22 Ott Massimo Falsetta: registi si nasce e si diventa
Un’importante carriera già alle spalle, il cineasta di Catanzaro cresciuto a Botricello ha bruciato le tappe, imponendosi in vari Festival mondiali, ma guardando alla sua terra d’origine con immutato trasporto e ora la prospettiva di un nuovo impegno
di Roberto Messina
Il disastroso 2020, tanto più deleterio per il mondo dello spettacolo e del cinema, è stato invece assai favorevole al regista calabrese (nascita e studi a Catanzaro, cresciuto a Botricello) Massimo Ivan Falsetta, che ha portato a casa importanti riconoscimenti internazionali e nazionali, con vari premi di rilievo per le sue due ultime pellicole.
Protagonisti in contesti di spessore: “Virgo, i piedi freddi delle donne” con Roberto Herlizka e la partecipazione di Anna Falchi; ed “Eclettico-fashion film”, girato per un brand della cosmesi, si sono imposti a Miami, con due festival diversi, poi in Svezia, a Hidalgo in Messico, a Roma e Bari, quindi, in finale, in Svezia e a Varese. Con “Virgo”, Falsetta ha poi vinto il premio “Best Drama” al Linear Film Festival di Manchester, in Inghilterra; il “Best Sci-Fi Director” al Best Film di Londra; e il “Best Cast” all’Alternative Film Festival di Toronto, in Canada. Onori, anche dalla sua Calabria, con l’attore Roberto Herlizka protagonista in “Virgo”, che ha conquistato il “Best Actor” al Festival “Colpo d’occhio” di Lamezia Terme.
Di Massimo Ivan Falsetta piacciono molto anche i “Fashion film”, e in questo settore è diventato un riferimento come regista pubblicitario, quasi una nuova forma d’arte, con la produzione di spot pubblicitari d’autore, posti consapevolmente al servizio di aziende e brand modaioli e del luxury, ma non solo. La sua ultima pellicola del genere, ha conquistato il premio “Creative Contest Award” al Chicago Fashion Film Festival, una delle manifestazioni più importanti al mondo in cui si sfidano i migliori registi e marchi mondiali. Per quest’ultimo film, è arrivata anche la vittoria a Bucarest e la proiezione a New York, Florida, Grecia e Russia.
Falsetta è stato chiamato, per questi risultati di pregio, a tenere una masterclass del corso “Fashion studies” all’Università “La Sapienza” di Roma, con oltre cento studenti collegati da tutto il mondo. Ora vari altri impegni sono per lui all’orizzonte, ma con la sua A.C.AR.I (Associazione Culturale Artisti Italiani) che ha prodotto i video, ha comunque nell’obbiettivo pure la sua amata regione d’origine, con vari progetti.

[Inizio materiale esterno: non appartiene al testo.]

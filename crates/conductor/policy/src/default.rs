//! The default five-check policy gate.

use crate::config::PolicyConfig;
use crate::permission::{check_tool_permission, PermissionCheck};
use crate::{Policy, TransitionInput};
use conductor_registry::Tool;
use conductor_types::{
    codes, AgentRole, LifecycleState, PolicyDecision, RiskLevel, StructuredError,
    SuggestedAction,
};
use std::collections::BTreeSet;
use tracing::debug;

/// Role every batch tool call is checked against.
const EXECUTING_ROLE: AgentRole = AgentRole::StepExecutor;

/// Ordered checks (a) to (e); the first failing check decides.
#[derive(Clone, Debug, Default)]
pub struct DefaultPolicy {
    config: PolicyConfig,
}

impl DefaultPolicy {
    pub fn new(config: PolicyConfig) -> Self {
        Self { config }
    }

    pub fn config(&self) -> &PolicyConfig {
        &self.config
    }

    /// States that invoked a collaborator. INIT, REPLAN, ROLLBACK and
    /// WAIT_HUMAN are bookkeeping and always pass.
    fn is_gated(state: LifecycleState) -> bool {
        matches!(
            state,
            LifecycleState::ContextBuild
                | LifecycleState::PlanGeneration
                | LifecycleState::PlanCheck
                | LifecycleState::ExecutionPrepare
                | LifecycleState::StepExecution
                | LifecycleState::StepReview
                | LifecycleState::GlobalReview
        )
    }

    fn check_failures(&self, input: &TransitionInput<'_>) -> Option<PolicyDecision> {
        let failures = input.context.consecutive_failures;
        (failures >= self.config.max_consecutive_failures).then(|| {
            PolicyDecision::deny(
                RiskLevel::High,
                format!("{} consecutive failures", failures),
            )
            .requiring_human()
        })
    }

    fn check_confidence(&self, input: &TransitionInput<'_>) -> Option<PolicyDecision> {
        let output = input.agent_output?;
        (output.confidence < self.config.min_confidence).then(|| {
            PolicyDecision::deny(
                RiskLevel::Medium,
                format!(
                    "confidence {:.2} below minimum {:.2}",
                    output.confidence, self.config.min_confidence
                ),
            )
            .with_next_state(LifecycleState::Replan)
        })
    }

    fn check_batch_permissions(&self, input: &TransitionInput<'_>) -> Option<PolicyDecision> {
        let state = input.global.lifecycle_state();
        if !matches!(
            state,
            LifecycleState::ExecutionPrepare | LifecycleState::StepExecution
        ) {
            return None;
        }
        let ctx = input.context;
        let plan = ctx.current_plan.as_ref()?;

        let mut denied = BTreeSet::new();
        let mut needs_approval = BTreeSet::new();
        for step_id in &ctx.current_batch {
            let Some(step) = plan.step(step_id) else {
                continue;
            };
            let Some(tool) = input.tools.get(&step.tool_name) else {
                return Some(
                    PolicyDecision::deny(
                        RiskLevel::High,
                        format!("step {} uses unknown tool {}", step.id, step.tool_name),
                    )
                    .with_next_state(LifecycleState::Replan),
                );
            };
            if ctx.approved_tools.contains(tool.name()) {
                continue;
            }
            match self.check_tool_permission(EXECUTING_ROLE, tool.as_ref()) {
                PermissionCheck::Allowed => {}
                PermissionCheck::Denied => {
                    denied.insert(tool.name().to_string());
                }
                PermissionCheck::RequiresApproval => {
                    needs_approval.insert(tool.name().to_string());
                }
            }
        }

        if !denied.is_empty() {
            let repeated = ctx.has_error_code(codes::PERMISSION_DENIED);
            let decision = PolicyDecision::deny(
                RiskLevel::High,
                format!("role {} may not invoke {:?}", EXECUTING_ROLE, denied),
            )
            .with_blocked_tools(denied);
            return Some(if repeated {
                decision.requiring_human()
            } else {
                decision.with_next_state(LifecycleState::Replan)
            });
        }
        if !needs_approval.is_empty() {
            return Some(
                PolicyDecision::deny(
                    RiskLevel::High,
                    format!("admin tools {:?} need human approval", needs_approval),
                )
                .requiring_human()
                .with_blocked_tools(needs_approval),
            );
        }
        None
    }

    /// An error code that already sits behind enough recorded failures of
    /// the same goal stops the automatic retry and replan loop. Runs after
    /// the critical check, so it only sees non-critical errors.
    fn check_history(&self, input: &TransitionInput<'_>) -> Option<PolicyDecision> {
        let threshold = self.config.failure_history_threshold;
        if threshold == 0 || input.failure_patterns.is_empty() {
            return None;
        }

        let mut reported: Vec<&str> = input
            .agent_output
            .map(|o| o.errors.iter().map(|e| e.code.as_str()).collect())
            .unwrap_or_default();
        if let Some(err) = input.tool_result.and_then(|r| r.error.as_ref()) {
            reported.push(err.code.as_str());
        }

        let goal = input.global.original_goal();
        reported.into_iter().find_map(|code| {
            let seen = input
                .failure_patterns
                .iter()
                .filter(|p| p.pattern["goal"].as_str() == Some(goal))
                .filter(|p| {
                    p.pattern["recent_errors"]
                        .as_array()
                        .map_or(false, |codes| codes.iter().any(|c| c.as_str() == Some(code)))
                })
                .count();
            (seen >= threshold).then(|| {
                PolicyDecision::deny(
                    RiskLevel::High,
                    format!("{} already behind {} recorded failures", code, seen),
                )
                .requiring_human()
            })
        })
    }

    fn check_critical(&self, input: &TransitionInput<'_>) -> Option<PolicyDecision> {
        let mut critical: Vec<&StructuredError> = input
            .agent_output
            .map(|o| o.errors.iter().filter(|e| e.is_critical()).collect())
            .unwrap_or_default();
        if let Some(err) = input.tool_result.and_then(|r| r.error.as_ref()) {
            if err.is_critical() {
                critical.push(err);
            }
        }
        let first = critical.first()?;

        let next = if critical.iter().any(|e| e.suggests(SuggestedAction::Halt)) {
            LifecycleState::Failed
        } else {
            LifecycleState::Rollback
        };
        Some(
            PolicyDecision::deny(
                RiskLevel::Critical,
                format!("critical error {}: {}", first.code, first.message),
            )
            .requiring_human()
            .with_next_state(next),
        )
    }

    /// All checks passed: still steer a failed agent output by its suggestions.
    fn recommend(&self, input: &TransitionInput<'_>) -> PolicyDecision {
        let Some(output) = input.agent_output.filter(|o| !o.success) else {
            return PolicyDecision::allow();
        };
        if output.suggests(SuggestedAction::Halt) {
            return PolicyDecision::deny(RiskLevel::High, "agent requested halt")
                .with_next_state(LifecycleState::Failed);
        }
        if output.suggests(SuggestedAction::Rollback) {
            return PolicyDecision::allow()
                .with_next_state(LifecycleState::Rollback)
                .with_reason("agent suggested rollback");
        }
        let planning = matches!(
            input.global.lifecycle_state(),
            LifecycleState::PlanGeneration | LifecycleState::PlanCheck
        );
        if output.suggests(SuggestedAction::Replan) || planning {
            return PolicyDecision::allow()
                .with_next_state(LifecycleState::Replan)
                .with_reason("agent output failed");
        }
        PolicyDecision::allow()
    }
}

impl Policy for DefaultPolicy {
    fn evaluate_transition(&self, input: &TransitionInput<'_>) -> PolicyDecision {
        let state = input.global.lifecycle_state();
        if !Self::is_gated(state) {
            return PolicyDecision::allow();
        }

        let decision = self
            .check_failures(input)
            .or_else(|| self.check_confidence(input))
            .or_else(|| self.check_batch_permissions(input))
            .or_else(|| self.check_critical(input))
            .or_else(|| self.check_history(input))
            .unwrap_or_else(|| self.recommend(input));

        debug!(
            state = %state,
            allow = decision.allow,
            risk = ?decision.risk_level,
            human = decision.require_human_approval,
            next = ?decision.next_state,
            "Policy evaluated"
        );
        decision
    }

    fn check_tool_permission(&self, role: AgentRole, tool: &dyn Tool) -> PermissionCheck {
        check_tool_permission(&self.config, role, tool.permission_level())
    }
}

Abbiamo incontrato Massimo Falsetta a Roma, dove ha di recente presentato in proiezione privata alla Sala Troisi, il suo ultimo lavoro dal titolo “L’ultimo stop” prodotto da Ipazia Production, di Donatella Busini, con protagonista Neri Marcorè e nel cast Euridice Axen, per un’approfondita conversazione, che comincia dall’inizio della sua carriera.
“Tutto è stato avviato – dice Falsetta – con la vincita di un Premio per aver realizzato uno spot amatoriale durante una convention di venditori di una nota azienda di telefonia. Avevo 20 anni. Da lì, finii sul set di ‘Dolce & Gabbana’ di Tornatore, e l’amore per il cinema sommato all’intuizione che potessi avere talento, hanno fatto sì che iniziassi a dedicarmi alla regia”.
E gli spot in pubblicità?
“Proprio su questo set di Dolce e Gabbana… Anche se l’amore per il fashion film mi sta regalando un nuovo inizio, adoro creare storie emozionanti e creative per i brand.”

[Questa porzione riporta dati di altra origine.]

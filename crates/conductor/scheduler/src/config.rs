use serde::{Deserialize, Serialize};

/// Step scheduler configuration.
#[derive(Clone, Debug, PartialEq, Eq, Serialize, Deserialize)]
pub struct SchedulerConfig {
    /// Per-attempt timeout when neither the step nor the tool sets one.
    #[serde(default = "default_timeout_ms")]
    pub default_timeout_ms: u64,

    /// Total re-dispatch budget per step, in-batch retries included.
    #[serde(default = "default_max_retries")]
    pub max_retries: u32,

    /// Retries attempted inside one batch before the failure is surfaced.
    #[serde(default = "default_local_retries")]
    pub local_retries: u32,

    #[serde(default)]
    pub retry_backoff_ms: u64,
}

fn default_timeout_ms() -> u64 {
    30_000
}

fn default_max_retries() -> u32 {
    2
}

fn default_local_retries() -> u32 {
    1
}

impl Default for SchedulerConfig {
    fn default() -> Self {
        Self {
            default_timeout_ms: default_timeout_ms(),
            max_retries: default_max_retries(),
            local_retries: default_local_retries(),
            retry_backoff_ms: 0,
        }
    }
}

Dagli esordi con “Curricula” nell’anno 2004, ad oggi con “L’ultimo stop”, sono decenni di attività. Cosa ti manca dei primi tempi, cosa ti dà soddisfazione ora?
“Oggi sono un regista maturo, che sa scegliere i progetti, e questo mi dà soddisfazione. Per la frenesia di girare, ho perso tanto tempo, inseguendo gente inconcludente. Oggi ho piena consapevolezza del mio tempo e del mio valore. Dei primi anni, mi mancano tanti amici sparsi per l’Italia e per il mondo, con i quali si discuteva di cinema in una Roma con ancora tante belle sale aperte e che respirava arte a pieni polmoni”.

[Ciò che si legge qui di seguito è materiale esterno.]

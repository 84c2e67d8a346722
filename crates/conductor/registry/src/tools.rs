//! Tool registry: name → tool
//!
//! Registering a name twice replaces the earlier tool.

use crate::traits::Tool;
use std::collections::{BTreeMap, HashMap};
use std::sync::Arc;

/// Registry of executable tools
#[derive(Clone, Default)]
pub struct ToolRegistry {
    tools: HashMap<String, Arc<dyn Tool>>,
}

impl ToolRegistry {
    pub fn new() -> Self {
        Self::default()
    }

    pub fn register(&mut self, tool: Arc<dyn Tool>) {
        let name = tool.name().to_string();
        if self.tools.contains_key(&name) {
            tracing::warn!(tool = %name, "Replacing registered tool");
        } else {
            tracing::debug!(tool = %name, version = tool.version(), "Tool registered");
        }
        self.tools.insert(name, tool);
    }

    pub fn get(&self, name: &str) -> Option<Arc<dyn Tool>> {
        self.tools.get(name).cloned()
    }

    pub fn exists(&self, name: &str) -> bool {
        self.tools.contains_key(name)
    }

    /// Name → version for every registered tool.
    pub fn list_tools(&self) -> BTreeMap<String, String> {
        self.tools
            .iter()
            .map(|(name, tool)| (name.clone(), tool.version().to_string()))
            .collect()
    }

    pub fn len(&self) -> usize {
        self.tools.len()
    }

    pub fn is_empty(&self) -> bool {
        self.tools.is_empty()
    }
}

impl std::fmt::Debug for ToolRegistry {
    fn fmt(&self, f: &mut std::fmt::Formatter<'_>) -> std::fmt::Result {
        f.debug_struct("ToolRegistry")
            .field("tools", &self.list_tools())
            .finish()
    }
}

#[cfg(test)]
mod tests {
    use super::*;
    use crate::mocks::MockTool;
    use conductor_types::PermissionLevel;

    #[test]
    fn register_get_exists() {
        let mut registry = ToolRegistry::new();
        registry.register(Arc::new(MockTool::new("echo")));

        assert!(registry.exists("echo"));
        assert!(!registry.exists("wipe"));
        assert_eq!(registry.get("echo").unwrap().name(), "echo");
        assert!(registry.get("wipe").is_none());
    }

    #[test]
    fn reregistration_replaces() {
        let mut registry = ToolRegistry::new();
        registry.register(Arc::new(MockTool::new("deploy")));
        registry.register(Arc::new(
            MockTool::new("deploy").with_permission(PermissionLevel::Admin),
        ));

        assert_eq!(registry.len(), 1);
        assert_eq!(
            registry.get("deploy").unwrap().permission_level(),
            PermissionLevel::Admin
        );
    }

    #[test]
    fn list_tools_reports_versions() {
        let mut registry = ToolRegistry::new();
        registry.register(Arc::new(MockTool::new("echo")));
        assert_eq!(registry.list_tools().get("echo").map(String::as_str), Some("1.0.0"));
    }
}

Il tuo momento formativo più importante? Cosa hai appreso in particolare?
“L’esperienza al Centro Sperimentale di Cinematografia, e lavorare a fianco di Giuseppe Tornatore, mi hanno dato molto”.
Parliamo dei “traguardi” raggiunti e dei festival vinti: con quali opere e in che settori?
“Nel 2020 sono stato tra i registi più premiati, con due lavori: ‘Virgo i piedi freddi delle donne’, con Roberto Herlitzka e Anna Falchi, un corto sci-fi drammatico con il quale ho vinto a Londra, Manchester e Lamezia Terme e in finale in Giappone e Madrid. Ho partecipato a festival di diverse parti del mondo. ‘Eclettico Fashion film’ con il quale ho vinto il Creative Concept Award al Chicago Fashion Film Festival e altri festival in America. Si può vedere su www.massimofalsetta.com
Il regista che ami di più? Il tuo modello?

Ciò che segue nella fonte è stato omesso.